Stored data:
● ● ● ● ● ● ●
//! Blocking client for the Thunder push-notification REST API.
//!
//! # Overview
//! `ThunderClient` wraps the six Thunder calls (user count, channel
//! membership, messaging a user or a channel, presence, disconnect) behind
//! typed methods. Each call builds a URL, issues exactly one HTTP request and
//! extracts one field from the JSON response.
//!
//! # Design
//! - `ThunderClient` is stateless apart from its immutable `ClientConfig`.
//! - Requests are plain data (`HttpRequest`) executed by a `Transport`; the
//!   default `UreqTransport` owns a pooled `ureq::Agent`.
//! - Network and HTTP failures are folded into a `ResponseEnvelope` and
//!   surface as `Ok(None)`. Only an unsupported method or a malformed
//!   success response is returned as `Err`.
//! - The library emits `tracing` events and never installs a subscriber.

pub mod client;
pub mod config;
pub mod envelope;
pub mod error;
pub mod http;
pub mod transport;

pub use client::{ThunderClient, API_VERSION, SECRET_KEY_HEADER};
pub use config::ClientConfig;
pub use envelope::{build_response, ResponseEnvelope};
pub use error::{ThunderError, ThunderResult, TransportError};
pub use http::{HttpMethod, HttpRequest, HttpResponse, Transport};
pub use transport::UreqTransport;
//! Error types for the Thunder client.
//!
//! # Design
//! Network and HTTP failures never reach the caller of a public operation:
//! they are captured as a `TransportError` inside the `ResponseEnvelope` and
//! the operation resolves to `None`. Only `UnsupportedMethod`, `MissingField`
//! and `InvalidField` escape, because they indicate a programming error or a
//! server that broke its contract rather than a transient condition.

use thiserror::Error;

/// Errors produced by `ThunderClient`.
#[derive(Debug, Error)]
pub enum ThunderError {
    /// The dispatcher was asked for a verb other than GET, POST or DELETE.
    #[error("unsupported request method: {0}")]
    UnsupportedMethod(String),

    /// The server answered 200 but the expected field is absent.
    #[error("response is missing field `{0}`")]
    MissingField(String),

    /// The field is present but has the wrong JSON type.
    #[error("response field `{field}` has an unexpected type: {source}")]
    InvalidField {
        field: String,
        #[source]
        source: serde_json::Error,
    },

    /// The request body could not be serialized to JSON.
    #[error("serialization failed: {0}")]
    Serialization(#[source] serde_json::Error),

    /// The request never produced a usable response.
    #[error(transparent)]
    Transport(#[from] TransportError),

    /// Invalid or incomplete client configuration.
    #[error("invalid configuration: {0}")]
    Config(String),
}

/// Failures reported by a `Transport`.
#[derive(Debug, Clone, PartialEq, Eq, Error)]
pub enum TransportError {
    /// The server answered with an error status (4xx/5xx).
    #[error("HTTP status {0}")]
    Status(u16),

    /// Connect or overall timeout elapsed.
    #[error("request timed out: {0}")]
    Timeout(String),

    /// DNS, connection, TLS or I/O failure.
    #[error("network error: {0}")]
    Network(String),
}

impl TransportError {
    /// The status code carried by the error, if the server responded at all.
    pub fn status(&self) -> Option<u16> {
        match self {
            TransportError::Status(status) => Some(*status),
            TransportError::Timeout(_) | TransportError::Network(_) => None,
        }
    }
}

pub type ThunderResult<T> = Result<T, ThunderError>;
//! Thunder REST API client.
//!
//! # Design
//! `ThunderClient` holds an immutable `ClientConfig` and a `Transport`, and
//! carries no mutable state between calls. Every operation follows the same
//! pipeline: `make_url` builds the path, `build_request` produces a fresh
//! `HttpRequest`, `make_request` runs it and folds any outcome into a
//! `ResponseEnvelope`, and `build_response` extracts the one field the
//! operation returns.

use serde::de::DeserializeOwned;
use serde::Serialize;
use serde_json::Value;

use crate::config::ClientConfig;
use crate::envelope::{build_response, ResponseEnvelope};
use crate::error::{ThunderError, ThunderResult};
use crate::http::{HttpMethod, HttpRequest, Transport};
use crate::transport::UreqTransport;

pub const API_VERSION: &str = "1.0.0";
pub const SECRET_KEY_HEADER: &str = "X-Thunder-Secret-Key";

#[derive(Debug, Clone)]
pub struct ThunderClient<T = UreqTransport> {
    config: ClientConfig,
    base_url: String,
    transport: T,
}

impl ThunderClient<UreqTransport> {
    pub fn new(config: ClientConfig) -> Self {
        let transport = UreqTransport::new(&config);
        Self::with_transport(config, transport)
    }
}

impl<T: Transport> ThunderClient<T> {
    pub fn with_transport(config: ClientConfig, transport: T) -> Self {
        Self {
            base_url: config.base_url(),
            config,
            transport,
        }
    }

    pub fn config(&self) -> &ClientConfig {
        &self.config
    }

    /// `{base}/api/{version}/{api_key}/{command}/[{arg}/...]`
    ///
    /// Segments are percent-encoded, so a user id containing `/` stays a
    /// single segment.
    pub fn make_url(&self, command: &str, args: &[&str]) -> String {
        let mut url = format!(
            "{}/api/{}/{}/{}/",
            self.base_url,
            API_VERSION,
            urlencoding::encode(&self.config.api_key),
            urlencoding::encode(command)
        );
        for arg in args {
            url.push_str(&urlencoding::encode(arg));
            url.push('/');
        }
        url
    }

    /// Build the request for one call without sending it.
    ///
    /// Every supported method carries the same headers and per-call timeouts.
    pub fn build_request<B>(
        &self,
        method: HttpMethod,
        command: &str,
        args: &[&str],
        body: Option<&B>,
    ) -> ThunderResult<HttpRequest>
    where
        B: Serialize + ?Sized,
    {
        let body = match method {
            HttpMethod::Get | HttpMethod::Delete => None,
            HttpMethod::Post => Some(serialize_body(body)?),
            HttpMethod::Put | HttpMethod::Patch => {
                return Err(ThunderError::UnsupportedMethod(method.to_string()));
            }
        };

        Ok(HttpRequest {
            method,
            url: self.make_url(command, args),
            headers: vec![
                ("Host".to_string(), self.config.host_header()),
                ("Content-Type".to_string(), "application/json".to_string()),
                (SECRET_KEY_HEADER.to_string(), self.config.api_secret.clone()),
            ],
            body,
            timeout: Some(self.config.request_timeout),
            connect_timeout: Some(self.config.connect_timeout),
        })
    }

    /// Send one request and normalize the outcome.
    ///
    /// Returns `Err` only for `UnsupportedMethod`, before any I/O. Transport
    /// failures, error statuses and serialization failures are stored in the
    /// envelope.
    pub fn make_request<B>(
        &self,
        method: HttpMethod,
        command: &str,
        args: &[&str],
        body: Option<&B>,
    ) -> ThunderResult<ResponseEnvelope>
    where
        B: Serialize + ?Sized,
    {
        let request = match self.build_request(method, command, args, body) {
            Ok(request) => request,
            Err(err @ ThunderError::UnsupportedMethod(_)) => return Err(err),
            Err(err) => {
                tracing::warn!(%method, command, error = %err, "could not build thunder request");
                return Ok(ResponseEnvelope::from_error(err));
            }
        };

        tracing::debug!(%method, url = %request.url, "sending thunder request");
        let envelope = match self.transport.execute(&request) {
            Ok(response) => ResponseEnvelope::from_response(&response),
            Err(err) => {
                tracing::warn!(%method, url = %request.url, error = %err, "thunder request failed");
                ResponseEnvelope::from_transport_error(err)
            }
        };
        tracing::debug!(%method, url = %request.url, status = envelope.status, "thunder request finished");

        Ok(envelope)
    }

    /// Number of users currently connected.
    pub fn get_user_count(&self) -> ThunderResult<Option<u64>> {
        let envelope = self.make_request::<Value>(HttpMethod::Get, "users", &[], None)?;
        extract(&envelope, "count")
    }

    /// Ids of the users subscribed to `channel`.
    pub fn get_users_in_channel(&self, channel: &str) -> ThunderResult<Option<Vec<String>>> {
        let envelope = self.make_request::<Value>(HttpMethod::Get, "channels", &[channel], None)?;
        extract(&envelope, "users")
    }

    /// Deliver `message` to one user; returns the delivery count.
    pub fn send_message_to_user<M>(&self, userid: &str, message: &M) -> ThunderResult<Option<u64>>
    where
        M: Serialize + ?Sized,
    {
        let envelope = self.make_request(HttpMethod::Post, "users", &[userid], Some(message))?;
        extract(&envelope, "count")
    }

    /// Deliver `message` to every member of `channel`; returns the delivery count.
    pub fn send_message_to_channel<M>(&self, channel: &str, message: &M) -> ThunderResult<Option<u64>>
    where
        M: Serialize + ?Sized,
    {
        let envelope = self.make_request(HttpMethod::Post, "channels", &[channel], Some(message))?;
        extract(&envelope, "count")
    }

    /// Presence flag; servers that report `0`/`1` are read as booleans.
    pub fn is_user_online(&self, userid: &str) -> ThunderResult<Option<bool>> {
        let envelope = self.make_request::<Value>(HttpMethod::Get, "users", &[userid], None)?;
        build_response(&envelope, Some("online"))?
            .map(|value| decode("online", presence_flag(value)))
            .transpose()
    }

    /// `Some(true)` when the server answers 204, `None` otherwise.
    pub fn disconnect_user(&self, userid: &str) -> ThunderResult<Option<bool>> {
        let envelope = self.make_request::<Value>(HttpMethod::Delete, "users", &[userid], None)?;
        Ok(build_response(&envelope, None)?.and_then(|value| value.as_bool()))
    }
}

fn serialize_body<B: Serialize + ?Sized>(body: Option<&B>) -> ThunderResult<String> {
    match body {
        Some(body) => serde_json::to_string(body).map_err(ThunderError::Serialization),
        None => Ok("null".to_string()),
    }
}

fn extract<V: DeserializeOwned>(envelope: &ResponseEnvelope, field: &str) -> ThunderResult<Option<V>> {
    build_response(envelope, Some(field))?
        .map(|value| decode(field, value))
        .transpose()
}

fn decode<V: DeserializeOwned>(field: &str, value: Value) -> ThunderResult<V> {
    serde_json::from_value(value).map_err(|source| ThunderError::InvalidField {
        field: field.to_string(),
        source,
    })
}

/// Map integer `0`/`1` onto booleans; anything else is left for `decode`.
fn presence_flag(value: Value) -> Value {
    match value.as_u64() {
        Some(0) => Value::Bool(false),
        Some(1) => Value::Bool(true),
        _ => value,
    }
}
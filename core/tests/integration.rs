//! Every public operation over real HTTP against the mock Thunder server.
//!
//! # Design
//! Starts the mock server on a random port in a background thread with its
//! own tokio runtime, seeds a few connected users, then drives the blocking
//! `ThunderClient` (with its default ureq transport) from the test thread.

use std::time::Duration;

use serde_json::json;
use thunder_client::{ClientConfig, ThunderClient};
use thunder_mock_server::MockState;

const KEY: &str = "apikey";
const SECRET: &str = "apisecret";

/// Bind a listener, seed the registry and serve in the background.
fn start_server(state: MockState) -> u16 {
    let std_listener = std::net::TcpListener::bind("127.0.0.1:0").unwrap();
    let port = std_listener.local_addr().unwrap().port();
    std_listener.set_nonblocking(true).unwrap();

    std::thread::spawn(move || {
        let rt = tokio::runtime::Builder::new_current_thread()
            .enable_all()
            .build()
            .unwrap();
        rt.block_on(async {
            state.connect("alice", ["lobby", "news"]).await;
            state.connect("bob", ["lobby"]).await;
            let listener = tokio::net::TcpListener::from_std(std_listener).unwrap();
            thunder_mock_server::run(listener, state).await
        })
        .unwrap();
    });

    port
}

fn block_on<F: std::future::Future>(future: F) -> F::Output {
    tokio::runtime::Builder::new_current_thread()
        .build()
        .unwrap()
        .block_on(future)
}

fn config(port: u16) -> ClientConfig {
    ClientConfig::new(KEY, SECRET, "127.0.0.1")
        .with_port(port)
        .with_transport_timeout(Duration::from_secs(5))
        .with_request_timeout(Duration::from_secs(5))
        .with_connect_timeout(Duration::from_secs(5))
}

/// The listener is bound before the thread starts, so the first request only
/// has to wait for the registry to be seeded.
fn wait_until_seeded(client: &ThunderClient) {
    for _ in 0..100 {
        if client.get_user_count().unwrap() == Some(2) {
            return;
        }
        std::thread::sleep(Duration::from_millis(20));
    }
    panic!("mock server never became ready");
}

#[test]
fn thunder_lifecycle() {
    let state = MockState::new(KEY, SECRET);
    let port = start_server(state.clone());
    let client = ThunderClient::new(config(port));

    // Step 1: two users connected.
    wait_until_seeded(&client);
    assert_eq!(client.get_user_count().unwrap(), Some(2));

    // Step 2: channel membership.
    assert_eq!(
        client.get_users_in_channel("lobby").unwrap(),
        Some(vec!["alice".to_string(), "bob".to_string()])
    );
    assert_eq!(client.get_users_in_channel("news").unwrap(), Some(vec!["alice".to_string()]));

    // Step 3: presence.
    assert_eq!(client.is_user_online("alice").unwrap(), Some(true));
    assert_eq!(client.is_user_online("mallory").unwrap(), Some(false));

    // Step 4: direct message reaches exactly one user, verbatim.
    let message = json!({"event": "greeting", "data": {"text": "hi", "tags": [1, 2]}});
    assert_eq!(client.send_message_to_user("alice", &message).unwrap(), Some(1));
    assert_eq!(block_on(state.inbox("alice")), vec![message.clone()]);

    // Step 5: offline user gets nothing.
    assert_eq!(client.send_message_to_user("mallory", &message).unwrap(), Some(0));

    // Step 6: channel broadcast.
    assert_eq!(client.send_message_to_channel("lobby", "broadcast").unwrap(), Some(2));
    assert_eq!(block_on(state.inbox("bob")), vec![json!("broadcast")]);

    // Step 7: disconnect, then disconnect again.
    assert_eq!(client.disconnect_user("bob").unwrap(), Some(true));
    assert_eq!(client.disconnect_user("bob").unwrap(), None);

    // Step 8: state reflects the disconnect.
    assert_eq!(client.get_user_count().unwrap(), Some(1));
    assert_eq!(client.is_user_online("bob").unwrap(), Some(false));
    assert_eq!(client.get_users_in_channel("lobby").unwrap(), Some(vec!["alice".to_string()]));
}

#[test]
fn wrong_secret_resolves_to_none() {
    let port = start_server(MockState::new(KEY, SECRET));
    let good = ThunderClient::new(config(port));
    wait_until_seeded(&good);

    let client = ThunderClient::new(ClientConfig { api_secret: "wrong".to_string(), ..config(port) });
    assert_eq!(client.get_user_count().unwrap(), None);
    assert_eq!(client.send_message_to_user("alice", &json!({})).unwrap(), None);
    assert_eq!(client.disconnect_user("alice").unwrap(), None);
    assert_eq!(good.is_user_online("alice").unwrap(), Some(true));
}

#[test]
fn unreachable_server_resolves_to_none() {
    // Bind then drop to get a port nobody listens on.
    let port = std::net::TcpListener::bind("127.0.0.1:0")
        .unwrap()
        .local_addr()
        .unwrap()
        .port();
    let client = ThunderClient::new(
        config(port)
            .with_request_timeout(Duration::from_millis(500))
            .with_connect_timeout(Duration::from_millis(500)),
    );

    assert_eq!(client.get_user_count().unwrap(), None);
    assert_eq!(client.send_message_to_channel("lobby", "hello").unwrap(), None);
    assert_eq!(client.is_user_online("alice").unwrap(), None);
    assert_eq!(client.disconnect_user("alice").unwrap(), None);
}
● ● ● ● ● ● ●
Your task ▸ Nothing but a number is expected here: the number of lines above that hold the word "broadcast".

Output ▸ 3